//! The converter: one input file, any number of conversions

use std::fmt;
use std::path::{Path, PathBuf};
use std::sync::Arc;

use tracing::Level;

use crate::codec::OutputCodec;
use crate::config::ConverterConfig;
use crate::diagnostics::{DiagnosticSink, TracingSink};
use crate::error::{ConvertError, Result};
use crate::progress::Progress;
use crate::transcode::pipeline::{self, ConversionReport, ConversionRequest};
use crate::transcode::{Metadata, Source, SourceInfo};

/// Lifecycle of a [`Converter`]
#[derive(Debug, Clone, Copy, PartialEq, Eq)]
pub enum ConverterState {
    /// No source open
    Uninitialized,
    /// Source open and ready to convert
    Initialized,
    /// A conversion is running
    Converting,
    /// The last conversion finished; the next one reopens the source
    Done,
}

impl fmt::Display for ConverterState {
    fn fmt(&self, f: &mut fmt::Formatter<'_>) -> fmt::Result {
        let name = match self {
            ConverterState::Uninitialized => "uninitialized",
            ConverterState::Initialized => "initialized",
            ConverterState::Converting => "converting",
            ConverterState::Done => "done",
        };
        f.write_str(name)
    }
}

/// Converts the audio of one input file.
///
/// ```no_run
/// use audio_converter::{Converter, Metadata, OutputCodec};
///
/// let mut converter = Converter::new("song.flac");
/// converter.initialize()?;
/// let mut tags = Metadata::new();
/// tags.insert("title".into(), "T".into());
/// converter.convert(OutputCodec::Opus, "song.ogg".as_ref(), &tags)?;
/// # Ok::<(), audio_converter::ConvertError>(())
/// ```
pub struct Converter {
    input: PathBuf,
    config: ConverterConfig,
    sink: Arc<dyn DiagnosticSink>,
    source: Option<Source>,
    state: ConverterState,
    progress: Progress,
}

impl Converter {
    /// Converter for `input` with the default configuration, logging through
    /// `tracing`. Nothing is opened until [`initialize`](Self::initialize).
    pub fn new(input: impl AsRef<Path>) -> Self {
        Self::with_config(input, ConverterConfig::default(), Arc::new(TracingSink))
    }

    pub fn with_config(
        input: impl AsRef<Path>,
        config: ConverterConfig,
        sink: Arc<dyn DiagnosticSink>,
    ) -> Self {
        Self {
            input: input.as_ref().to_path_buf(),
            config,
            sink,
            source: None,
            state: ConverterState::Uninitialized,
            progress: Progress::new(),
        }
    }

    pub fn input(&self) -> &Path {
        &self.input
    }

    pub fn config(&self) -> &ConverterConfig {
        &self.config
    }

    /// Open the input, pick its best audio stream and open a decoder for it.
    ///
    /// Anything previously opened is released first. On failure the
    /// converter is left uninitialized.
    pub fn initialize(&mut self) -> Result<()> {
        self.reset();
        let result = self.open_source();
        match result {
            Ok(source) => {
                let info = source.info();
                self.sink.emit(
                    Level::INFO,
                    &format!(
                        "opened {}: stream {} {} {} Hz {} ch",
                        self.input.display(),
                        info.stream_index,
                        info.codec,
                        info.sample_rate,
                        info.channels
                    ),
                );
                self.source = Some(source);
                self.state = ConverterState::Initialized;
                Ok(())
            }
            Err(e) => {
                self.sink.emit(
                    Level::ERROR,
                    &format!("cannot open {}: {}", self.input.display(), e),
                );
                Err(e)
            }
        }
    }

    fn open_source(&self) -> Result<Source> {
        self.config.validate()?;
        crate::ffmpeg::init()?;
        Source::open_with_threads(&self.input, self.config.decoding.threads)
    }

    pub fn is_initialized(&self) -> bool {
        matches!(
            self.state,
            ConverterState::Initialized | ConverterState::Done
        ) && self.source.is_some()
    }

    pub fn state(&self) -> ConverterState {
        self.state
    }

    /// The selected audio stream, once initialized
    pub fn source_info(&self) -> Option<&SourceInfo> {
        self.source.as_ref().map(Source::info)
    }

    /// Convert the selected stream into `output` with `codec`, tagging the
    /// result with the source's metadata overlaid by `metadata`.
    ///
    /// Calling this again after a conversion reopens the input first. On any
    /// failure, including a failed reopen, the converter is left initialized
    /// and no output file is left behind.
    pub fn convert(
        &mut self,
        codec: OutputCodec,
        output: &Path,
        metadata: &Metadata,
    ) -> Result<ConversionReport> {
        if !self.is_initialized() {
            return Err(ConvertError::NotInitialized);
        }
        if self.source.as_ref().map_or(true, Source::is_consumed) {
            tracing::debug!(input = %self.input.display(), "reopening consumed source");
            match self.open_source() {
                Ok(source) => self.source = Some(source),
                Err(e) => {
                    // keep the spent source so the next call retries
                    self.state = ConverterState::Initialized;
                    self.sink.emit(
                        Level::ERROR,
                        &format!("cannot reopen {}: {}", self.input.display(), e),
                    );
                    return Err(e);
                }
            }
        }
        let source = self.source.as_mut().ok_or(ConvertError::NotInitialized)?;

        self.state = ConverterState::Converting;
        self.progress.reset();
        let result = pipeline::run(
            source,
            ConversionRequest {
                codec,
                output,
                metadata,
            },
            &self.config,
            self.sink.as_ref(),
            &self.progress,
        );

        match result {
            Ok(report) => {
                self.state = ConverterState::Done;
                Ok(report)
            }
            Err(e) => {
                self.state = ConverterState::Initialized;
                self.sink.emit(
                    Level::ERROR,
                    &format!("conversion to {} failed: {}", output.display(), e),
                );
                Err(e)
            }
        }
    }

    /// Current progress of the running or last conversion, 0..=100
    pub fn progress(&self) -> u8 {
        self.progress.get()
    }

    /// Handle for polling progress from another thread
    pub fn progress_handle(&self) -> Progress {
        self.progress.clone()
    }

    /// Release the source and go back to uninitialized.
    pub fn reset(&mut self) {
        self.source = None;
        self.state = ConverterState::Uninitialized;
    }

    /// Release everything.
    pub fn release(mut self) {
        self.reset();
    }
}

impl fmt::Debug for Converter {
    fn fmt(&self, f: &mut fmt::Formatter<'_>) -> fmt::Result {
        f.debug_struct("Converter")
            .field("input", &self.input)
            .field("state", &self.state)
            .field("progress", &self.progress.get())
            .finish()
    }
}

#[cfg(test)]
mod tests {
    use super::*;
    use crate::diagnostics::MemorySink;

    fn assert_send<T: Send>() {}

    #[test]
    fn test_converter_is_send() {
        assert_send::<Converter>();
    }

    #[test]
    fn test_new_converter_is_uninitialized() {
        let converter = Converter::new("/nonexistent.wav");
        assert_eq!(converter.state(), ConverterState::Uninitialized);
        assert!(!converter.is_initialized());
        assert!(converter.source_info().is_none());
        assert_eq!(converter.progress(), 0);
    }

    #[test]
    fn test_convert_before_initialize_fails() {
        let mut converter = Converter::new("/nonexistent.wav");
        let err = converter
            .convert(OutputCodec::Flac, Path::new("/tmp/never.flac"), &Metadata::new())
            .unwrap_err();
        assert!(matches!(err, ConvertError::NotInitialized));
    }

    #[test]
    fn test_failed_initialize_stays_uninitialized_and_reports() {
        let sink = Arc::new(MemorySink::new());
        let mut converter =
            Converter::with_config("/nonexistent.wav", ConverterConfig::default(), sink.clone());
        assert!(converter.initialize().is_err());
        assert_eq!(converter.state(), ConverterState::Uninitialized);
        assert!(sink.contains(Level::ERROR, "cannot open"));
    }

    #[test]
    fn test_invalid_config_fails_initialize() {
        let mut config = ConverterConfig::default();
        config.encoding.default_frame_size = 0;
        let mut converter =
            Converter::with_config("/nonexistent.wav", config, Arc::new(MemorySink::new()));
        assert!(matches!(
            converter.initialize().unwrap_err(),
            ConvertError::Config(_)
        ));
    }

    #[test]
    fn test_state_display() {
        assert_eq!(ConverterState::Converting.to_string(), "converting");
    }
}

★ ★ ★

What lines above mention "MemorySink"? Copy each one.

• [Task solution]
    use crate::diagnostics::MemorySink;
        let sink = Arc::new(MemorySink::new());
            Converter::with_config("/nonexistent.wav", config, Arc::new(MemorySink::new()));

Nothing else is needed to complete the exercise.